For the first time in my life, I genuinely have no idea what to say.

"Do you think you can just waltz away from us now? Do you? My sister," her face draws close to mine, an incensed snake hiss shredding from it, "isn't eating. The kittens are in tears. Jennyanydots is in tears, and so is Skimbleshanks, and even more of the kittens start crying because they're crying!"

The hardest thing of my life

(has everything lately been the hardest thing of my life?)

is to not flinch away from her, to try to take a collected step backwards.

"Half of the population of the Junkyard is terrified, and..." the rage still in her eyes, she draws back her fist, and suddenly I'm on the floor with hot blood spurting from my nose, and no idea how it happened so fast, only the idea of the pain like a red hot poker sizzling into the masses of sadness, and my stomach turns.

No tears. No tears. No tears! Biting into my tongue until it bleeds, I suddenly feel something horrible, starting in my throat, something that isn't a sob.

The tingle of illness and sour bile roils up my throat and over my tongue, forcing my mouth open and anything I've had to eat in the last few hours through my burning mouth into a stinking puddle on the ground.

Bombalurina is standing over me now, and I am clutching my stomach and trying to keep from both crying

(he's dead, he's dead)

and screaming

(why did you do that?)

or rolling into my own vomit.

In the end, I stand, and she hasn't moved, but her face is softer, a little bit softer.

Bombalurina doesn't apologize, and she will stand by what she just did. Her face almost looks glad that she did it to me, a bit less stressed, a little more normal.

I try to speak and choke, try, choke. For a minute, I'm afraid I won't be able to say anything at all, but I finally manage, in the same tired, defeated voice I spoke to Jelly in, I manage to say, "Don't take out your anger on me, Bomby." We're friends, or I thought we were. Are we? I have no idea any more. "It's not my fault any more than it's your fault..." I start to say, 'and I'm only feline, like you,' but stop, sigh, and walk away.

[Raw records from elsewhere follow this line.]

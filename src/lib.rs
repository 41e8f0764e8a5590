pub mod config;
pub mod pipeline;
pub mod summarize;
pub mod youtube;

/// A single captioned fragment
#[derive(Debug, Clone)]
pub struct Segment {
    pub text: String,
    pub start: f64,
    pub duration: f64,
}

/// Captions for one video, in playback order
#[derive(Debug, Clone)]
pub struct Transcript {
    pub video_id: String,
    pub title: String,
    pub language: String,
    pub segments: Vec<Segment>,
}

impl Transcript {
    /// Flatten segment texts into one string, single-space separated.
    /// Timing metadata is dropped.
    pub fn joined_text(&self) -> String {
        self.segments
            .iter()
            .map(|s| s.text.as_str())
            .collect::<Vec<_>>()
            .join(" ")
    }
}

/// Extract the 11-character video ID from a YouTube URL.
///
/// Matches the ID immediately after a `v=` parameter or a path
/// separator, taking the leftmost match in the input. No trimming or
/// normalization; callers get `None` when no ID-shaped token exists.
pub fn extract_video_id(url: &str) -> Option<String> {
    let re = regex::Regex::new(r"(?:v=|/)([0-9A-Za-z_-]{11})").unwrap();
    re.captures(url).map(|caps| caps[1].to_string())
}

She watches him go with mixed feelings. He deserved that punch; he deserved to roll in his own puke like an animal. He was supposed to be their leader now! Munkustrap had chosen him because-

Munkustrap.

Bombalurina turns her head towards the oven, where her sister has taken her first bites of food. Maybe she's too angry. Maybe she just needs to think this through.

Who was closer to Munkustrap than Demeter? Answer- no one. No one felt this like her sister, her sister who was practically married to the tom. Had been.

Right?

Bast, she hated moments of uncertainty. What did she know about Alonzo? Not much, for someone she was friends with. He was just another kitten taken in off of the streets. One that Munkustrap had taken under his wing, because when the tom was only twenty, he wanted someone to be his younger brother...

He never cared about that stuff, though. He was just like all of the other toms his age, running off at a sign of danger, interested only in females and drugs.

Everyone knew that.

There is only one person that I dare to go see, and I can only pray that I can face her.

Frankly, I'd rather get punched by Bomby again, because who knows what she will think of me.

But I need to cry. I can feel it still, consuming my entire body with a tingling ache, my breaths more like sobs than anything else. If I don't, it will swallow me, keep me running, and I will never be the leader I need to be.

One good cry, and it will all be over. I don't need to worry about it again, and no one needs to know. No one will know, though, because I won't do it.

Because toms don't cry, for Everlasting Cat's sake. We can't.